***** Supplied data *****

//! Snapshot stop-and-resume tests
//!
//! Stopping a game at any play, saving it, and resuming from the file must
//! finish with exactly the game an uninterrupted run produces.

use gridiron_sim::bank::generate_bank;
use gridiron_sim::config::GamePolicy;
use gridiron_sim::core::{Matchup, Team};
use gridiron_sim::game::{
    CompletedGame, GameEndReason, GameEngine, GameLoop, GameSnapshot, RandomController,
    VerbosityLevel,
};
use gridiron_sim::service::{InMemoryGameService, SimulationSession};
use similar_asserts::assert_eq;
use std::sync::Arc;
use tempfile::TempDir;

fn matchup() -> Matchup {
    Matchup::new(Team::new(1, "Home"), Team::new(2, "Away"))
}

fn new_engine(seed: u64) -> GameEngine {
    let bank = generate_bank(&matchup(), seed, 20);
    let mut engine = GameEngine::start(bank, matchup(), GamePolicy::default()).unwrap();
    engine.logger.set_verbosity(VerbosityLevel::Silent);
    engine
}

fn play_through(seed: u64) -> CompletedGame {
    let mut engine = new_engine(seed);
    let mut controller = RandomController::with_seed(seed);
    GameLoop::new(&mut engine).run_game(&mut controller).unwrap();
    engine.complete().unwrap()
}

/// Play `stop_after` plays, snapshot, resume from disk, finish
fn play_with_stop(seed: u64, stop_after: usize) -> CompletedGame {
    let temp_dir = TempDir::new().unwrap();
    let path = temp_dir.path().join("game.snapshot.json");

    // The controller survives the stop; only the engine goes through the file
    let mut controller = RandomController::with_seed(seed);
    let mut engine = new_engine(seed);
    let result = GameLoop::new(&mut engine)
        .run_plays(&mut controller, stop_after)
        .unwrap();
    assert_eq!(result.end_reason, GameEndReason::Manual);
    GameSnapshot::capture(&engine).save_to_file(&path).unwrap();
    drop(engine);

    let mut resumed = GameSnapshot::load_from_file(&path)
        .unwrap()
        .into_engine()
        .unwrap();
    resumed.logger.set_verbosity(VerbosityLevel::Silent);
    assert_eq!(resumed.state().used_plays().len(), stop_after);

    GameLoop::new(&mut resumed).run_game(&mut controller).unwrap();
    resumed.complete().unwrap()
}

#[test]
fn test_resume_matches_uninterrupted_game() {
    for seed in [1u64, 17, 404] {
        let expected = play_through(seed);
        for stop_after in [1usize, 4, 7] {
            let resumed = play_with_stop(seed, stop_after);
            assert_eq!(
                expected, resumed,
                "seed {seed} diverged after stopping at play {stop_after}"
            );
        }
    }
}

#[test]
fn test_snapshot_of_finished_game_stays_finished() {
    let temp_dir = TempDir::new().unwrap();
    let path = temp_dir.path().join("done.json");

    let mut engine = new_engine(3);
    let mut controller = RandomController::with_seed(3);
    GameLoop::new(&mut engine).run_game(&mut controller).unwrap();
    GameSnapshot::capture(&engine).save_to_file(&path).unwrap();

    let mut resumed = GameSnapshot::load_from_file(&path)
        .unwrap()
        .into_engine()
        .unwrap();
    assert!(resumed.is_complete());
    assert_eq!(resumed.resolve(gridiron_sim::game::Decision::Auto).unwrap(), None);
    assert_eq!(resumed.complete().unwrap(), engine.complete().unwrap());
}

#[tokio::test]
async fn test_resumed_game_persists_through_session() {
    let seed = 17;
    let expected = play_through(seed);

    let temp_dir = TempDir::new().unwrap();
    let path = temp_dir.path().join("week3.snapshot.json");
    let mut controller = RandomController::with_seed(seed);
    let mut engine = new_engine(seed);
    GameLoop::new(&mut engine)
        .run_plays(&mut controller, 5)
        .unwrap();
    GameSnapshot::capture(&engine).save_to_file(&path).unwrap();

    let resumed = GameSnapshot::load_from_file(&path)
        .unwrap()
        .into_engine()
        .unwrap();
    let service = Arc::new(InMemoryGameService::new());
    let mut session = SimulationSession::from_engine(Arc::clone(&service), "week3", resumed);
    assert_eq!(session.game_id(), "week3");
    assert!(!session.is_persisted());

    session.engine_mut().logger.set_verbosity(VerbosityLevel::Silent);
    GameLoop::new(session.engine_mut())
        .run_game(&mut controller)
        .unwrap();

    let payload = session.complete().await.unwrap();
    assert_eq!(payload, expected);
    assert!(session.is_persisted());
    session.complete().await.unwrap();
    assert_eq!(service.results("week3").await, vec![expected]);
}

*****
***** Supplied data *****

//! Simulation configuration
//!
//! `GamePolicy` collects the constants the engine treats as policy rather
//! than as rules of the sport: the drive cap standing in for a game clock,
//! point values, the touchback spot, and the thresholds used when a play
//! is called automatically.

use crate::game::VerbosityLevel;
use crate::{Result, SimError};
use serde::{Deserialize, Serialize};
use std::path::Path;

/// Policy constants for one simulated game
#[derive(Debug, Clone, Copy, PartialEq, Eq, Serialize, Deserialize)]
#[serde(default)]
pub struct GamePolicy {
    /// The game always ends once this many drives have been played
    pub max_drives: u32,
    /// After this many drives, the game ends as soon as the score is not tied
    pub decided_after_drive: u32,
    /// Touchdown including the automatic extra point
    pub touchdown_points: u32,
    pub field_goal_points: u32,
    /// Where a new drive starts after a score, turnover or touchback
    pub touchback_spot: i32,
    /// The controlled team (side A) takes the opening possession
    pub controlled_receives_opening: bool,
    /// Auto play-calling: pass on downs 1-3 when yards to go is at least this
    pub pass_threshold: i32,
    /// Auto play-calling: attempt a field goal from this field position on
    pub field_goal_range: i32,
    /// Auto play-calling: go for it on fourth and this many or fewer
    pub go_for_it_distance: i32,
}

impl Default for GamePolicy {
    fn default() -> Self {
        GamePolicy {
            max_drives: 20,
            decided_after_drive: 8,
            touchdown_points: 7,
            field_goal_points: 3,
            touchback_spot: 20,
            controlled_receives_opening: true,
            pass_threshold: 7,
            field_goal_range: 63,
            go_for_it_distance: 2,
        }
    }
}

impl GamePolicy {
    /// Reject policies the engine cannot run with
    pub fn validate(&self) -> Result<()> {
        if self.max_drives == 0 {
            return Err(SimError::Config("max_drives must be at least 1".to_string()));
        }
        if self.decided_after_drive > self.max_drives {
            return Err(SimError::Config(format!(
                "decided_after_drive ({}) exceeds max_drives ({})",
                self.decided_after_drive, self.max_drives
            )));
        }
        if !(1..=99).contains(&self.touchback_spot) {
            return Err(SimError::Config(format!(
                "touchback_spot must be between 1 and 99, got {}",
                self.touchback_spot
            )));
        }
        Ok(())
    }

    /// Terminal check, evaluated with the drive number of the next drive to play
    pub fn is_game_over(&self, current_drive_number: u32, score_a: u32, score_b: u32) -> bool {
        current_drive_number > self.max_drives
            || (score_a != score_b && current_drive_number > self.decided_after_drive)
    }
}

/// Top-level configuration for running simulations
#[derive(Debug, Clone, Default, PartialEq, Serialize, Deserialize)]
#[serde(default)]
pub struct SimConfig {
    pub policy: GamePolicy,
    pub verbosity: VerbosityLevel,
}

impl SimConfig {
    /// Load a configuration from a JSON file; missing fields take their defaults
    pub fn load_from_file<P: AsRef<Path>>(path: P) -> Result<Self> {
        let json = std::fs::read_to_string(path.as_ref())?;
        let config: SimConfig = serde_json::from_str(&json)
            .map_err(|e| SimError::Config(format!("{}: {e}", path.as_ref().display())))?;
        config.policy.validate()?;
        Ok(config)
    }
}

*****
***** Supplied data *****

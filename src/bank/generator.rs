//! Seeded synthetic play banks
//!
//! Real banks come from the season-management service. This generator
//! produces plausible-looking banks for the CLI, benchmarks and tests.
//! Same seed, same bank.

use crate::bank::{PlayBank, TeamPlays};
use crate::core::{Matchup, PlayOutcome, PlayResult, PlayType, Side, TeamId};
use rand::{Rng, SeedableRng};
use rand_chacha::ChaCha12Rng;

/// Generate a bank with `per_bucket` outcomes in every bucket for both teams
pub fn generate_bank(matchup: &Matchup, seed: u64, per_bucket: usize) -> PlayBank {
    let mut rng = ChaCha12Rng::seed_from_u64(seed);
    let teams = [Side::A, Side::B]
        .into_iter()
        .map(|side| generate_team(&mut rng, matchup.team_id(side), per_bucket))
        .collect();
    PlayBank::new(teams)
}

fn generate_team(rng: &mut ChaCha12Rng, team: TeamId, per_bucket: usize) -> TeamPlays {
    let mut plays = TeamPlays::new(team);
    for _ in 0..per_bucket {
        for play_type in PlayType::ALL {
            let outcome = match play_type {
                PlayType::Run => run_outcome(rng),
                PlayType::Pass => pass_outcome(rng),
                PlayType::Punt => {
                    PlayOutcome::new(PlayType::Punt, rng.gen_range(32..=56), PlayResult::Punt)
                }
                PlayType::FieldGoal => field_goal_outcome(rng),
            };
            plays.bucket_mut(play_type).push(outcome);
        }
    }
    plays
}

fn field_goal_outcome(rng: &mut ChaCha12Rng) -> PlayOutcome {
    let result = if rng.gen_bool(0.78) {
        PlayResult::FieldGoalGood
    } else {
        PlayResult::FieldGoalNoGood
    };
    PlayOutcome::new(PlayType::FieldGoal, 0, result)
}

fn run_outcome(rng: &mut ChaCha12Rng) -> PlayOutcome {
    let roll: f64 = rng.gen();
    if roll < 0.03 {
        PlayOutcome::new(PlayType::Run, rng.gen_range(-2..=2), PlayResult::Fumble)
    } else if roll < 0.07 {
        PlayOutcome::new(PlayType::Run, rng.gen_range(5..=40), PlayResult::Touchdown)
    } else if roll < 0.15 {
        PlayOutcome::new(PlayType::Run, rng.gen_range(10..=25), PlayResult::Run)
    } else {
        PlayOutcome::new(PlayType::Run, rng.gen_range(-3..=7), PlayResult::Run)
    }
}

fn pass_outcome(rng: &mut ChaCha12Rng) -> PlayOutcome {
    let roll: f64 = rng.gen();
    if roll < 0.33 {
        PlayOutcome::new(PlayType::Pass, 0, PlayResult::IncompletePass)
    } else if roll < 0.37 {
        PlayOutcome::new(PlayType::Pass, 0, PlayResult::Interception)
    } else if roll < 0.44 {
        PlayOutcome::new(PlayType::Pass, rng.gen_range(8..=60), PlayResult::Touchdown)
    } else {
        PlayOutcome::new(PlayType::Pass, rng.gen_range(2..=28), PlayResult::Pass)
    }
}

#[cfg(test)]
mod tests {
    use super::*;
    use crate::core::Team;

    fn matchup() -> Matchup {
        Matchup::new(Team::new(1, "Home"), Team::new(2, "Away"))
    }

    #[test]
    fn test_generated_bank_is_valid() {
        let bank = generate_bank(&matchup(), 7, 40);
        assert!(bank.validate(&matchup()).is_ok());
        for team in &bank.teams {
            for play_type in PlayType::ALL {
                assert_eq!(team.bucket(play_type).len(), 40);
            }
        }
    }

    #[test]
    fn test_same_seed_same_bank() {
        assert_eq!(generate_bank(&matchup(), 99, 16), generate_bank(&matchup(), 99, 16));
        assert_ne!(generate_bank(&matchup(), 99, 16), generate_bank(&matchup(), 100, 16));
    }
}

*****

_Task to carry out:_
Which lines of the data hold the string "configuration"? Return each of them.

_Task solution:_
//! Simulation configuration
/// Top-level configuration for running simulations
    /// Load a configuration from a JSON file; missing fields take their defaults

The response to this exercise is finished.